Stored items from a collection
%%
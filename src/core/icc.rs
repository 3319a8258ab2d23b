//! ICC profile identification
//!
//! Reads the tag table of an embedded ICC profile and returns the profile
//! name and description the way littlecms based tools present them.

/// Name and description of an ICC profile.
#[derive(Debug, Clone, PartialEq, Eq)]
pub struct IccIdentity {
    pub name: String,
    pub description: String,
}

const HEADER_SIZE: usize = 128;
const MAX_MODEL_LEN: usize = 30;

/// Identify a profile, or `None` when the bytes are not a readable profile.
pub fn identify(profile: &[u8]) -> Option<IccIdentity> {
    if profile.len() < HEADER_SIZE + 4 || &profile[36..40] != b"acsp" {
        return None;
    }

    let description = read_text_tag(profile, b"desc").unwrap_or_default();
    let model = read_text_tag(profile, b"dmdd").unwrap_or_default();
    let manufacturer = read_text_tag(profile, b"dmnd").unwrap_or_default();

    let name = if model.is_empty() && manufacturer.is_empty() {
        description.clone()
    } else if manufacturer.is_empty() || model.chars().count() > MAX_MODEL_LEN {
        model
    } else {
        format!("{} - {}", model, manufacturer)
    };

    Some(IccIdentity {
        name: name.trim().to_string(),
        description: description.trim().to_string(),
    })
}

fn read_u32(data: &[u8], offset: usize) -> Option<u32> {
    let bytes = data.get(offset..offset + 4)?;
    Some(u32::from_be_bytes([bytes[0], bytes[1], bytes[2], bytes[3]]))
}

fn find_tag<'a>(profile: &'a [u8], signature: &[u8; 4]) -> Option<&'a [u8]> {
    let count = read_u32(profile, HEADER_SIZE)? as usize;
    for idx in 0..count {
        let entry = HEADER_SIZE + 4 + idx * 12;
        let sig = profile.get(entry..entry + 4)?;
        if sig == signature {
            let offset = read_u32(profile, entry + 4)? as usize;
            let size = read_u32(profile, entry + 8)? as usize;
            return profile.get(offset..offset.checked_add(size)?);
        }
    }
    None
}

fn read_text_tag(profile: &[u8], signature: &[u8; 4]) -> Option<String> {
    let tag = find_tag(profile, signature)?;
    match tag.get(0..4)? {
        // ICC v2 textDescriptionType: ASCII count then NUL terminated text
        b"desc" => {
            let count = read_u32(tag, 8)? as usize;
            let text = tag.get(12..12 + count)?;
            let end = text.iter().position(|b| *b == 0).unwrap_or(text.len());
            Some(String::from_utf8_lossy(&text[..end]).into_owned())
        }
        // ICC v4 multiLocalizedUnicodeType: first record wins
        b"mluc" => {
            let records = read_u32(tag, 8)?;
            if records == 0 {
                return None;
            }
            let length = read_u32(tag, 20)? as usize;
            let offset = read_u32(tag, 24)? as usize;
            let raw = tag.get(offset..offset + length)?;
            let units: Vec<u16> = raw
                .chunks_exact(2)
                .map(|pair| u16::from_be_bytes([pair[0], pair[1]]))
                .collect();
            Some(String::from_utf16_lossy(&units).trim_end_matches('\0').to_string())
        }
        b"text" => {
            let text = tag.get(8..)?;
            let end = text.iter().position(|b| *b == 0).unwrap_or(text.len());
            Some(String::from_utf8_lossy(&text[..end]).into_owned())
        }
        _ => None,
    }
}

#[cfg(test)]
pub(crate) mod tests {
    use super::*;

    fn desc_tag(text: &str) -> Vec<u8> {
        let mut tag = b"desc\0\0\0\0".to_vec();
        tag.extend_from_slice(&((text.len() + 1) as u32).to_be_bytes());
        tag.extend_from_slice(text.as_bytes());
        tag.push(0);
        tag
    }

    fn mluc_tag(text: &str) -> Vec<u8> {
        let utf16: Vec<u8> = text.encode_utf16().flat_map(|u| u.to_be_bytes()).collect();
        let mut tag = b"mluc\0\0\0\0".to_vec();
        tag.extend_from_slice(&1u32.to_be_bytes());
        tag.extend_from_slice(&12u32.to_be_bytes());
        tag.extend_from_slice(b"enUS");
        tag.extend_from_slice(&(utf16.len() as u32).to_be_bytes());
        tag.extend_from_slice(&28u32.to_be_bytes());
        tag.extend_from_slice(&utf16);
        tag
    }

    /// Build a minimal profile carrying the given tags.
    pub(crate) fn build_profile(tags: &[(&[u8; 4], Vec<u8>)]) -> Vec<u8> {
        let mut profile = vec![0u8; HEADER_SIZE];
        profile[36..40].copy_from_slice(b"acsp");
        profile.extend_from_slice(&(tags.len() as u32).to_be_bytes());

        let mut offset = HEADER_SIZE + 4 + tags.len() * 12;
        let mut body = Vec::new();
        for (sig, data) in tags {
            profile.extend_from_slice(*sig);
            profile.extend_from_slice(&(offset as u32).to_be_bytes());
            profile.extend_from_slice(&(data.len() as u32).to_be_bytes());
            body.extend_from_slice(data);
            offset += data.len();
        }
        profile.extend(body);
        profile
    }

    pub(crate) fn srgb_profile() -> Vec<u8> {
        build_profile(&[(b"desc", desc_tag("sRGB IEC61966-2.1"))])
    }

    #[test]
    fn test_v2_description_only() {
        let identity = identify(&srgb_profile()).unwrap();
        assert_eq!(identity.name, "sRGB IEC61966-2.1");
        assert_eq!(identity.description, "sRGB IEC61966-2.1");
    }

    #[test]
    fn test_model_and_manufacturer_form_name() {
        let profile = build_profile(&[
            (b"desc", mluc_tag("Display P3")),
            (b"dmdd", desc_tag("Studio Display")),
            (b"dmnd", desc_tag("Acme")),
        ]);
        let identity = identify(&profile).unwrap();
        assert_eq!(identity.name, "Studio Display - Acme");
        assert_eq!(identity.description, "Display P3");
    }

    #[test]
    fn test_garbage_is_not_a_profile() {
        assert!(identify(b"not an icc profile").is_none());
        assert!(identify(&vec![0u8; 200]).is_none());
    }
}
%%
### What you need to do
Collect the lines of the records that include the string "offset".

### Output
fn read_u32(data: &[u8], offset: usize) -> Option<u32> {
    let bytes = data.get(offset..offset + 4)?;
            let offset = read_u32(profile, entry + 4)? as usize;
            return profile.get(offset..offset.checked_add(size)?);
            let offset = read_u32(tag, 24)? as usize;
            let raw = tag.get(offset..offset + length)?;
        let mut offset = HEADER_SIZE + 4 + tags.len() * 12;
            profile.extend_from_slice(&(offset as u32).to_be_bytes());
            offset += data.len();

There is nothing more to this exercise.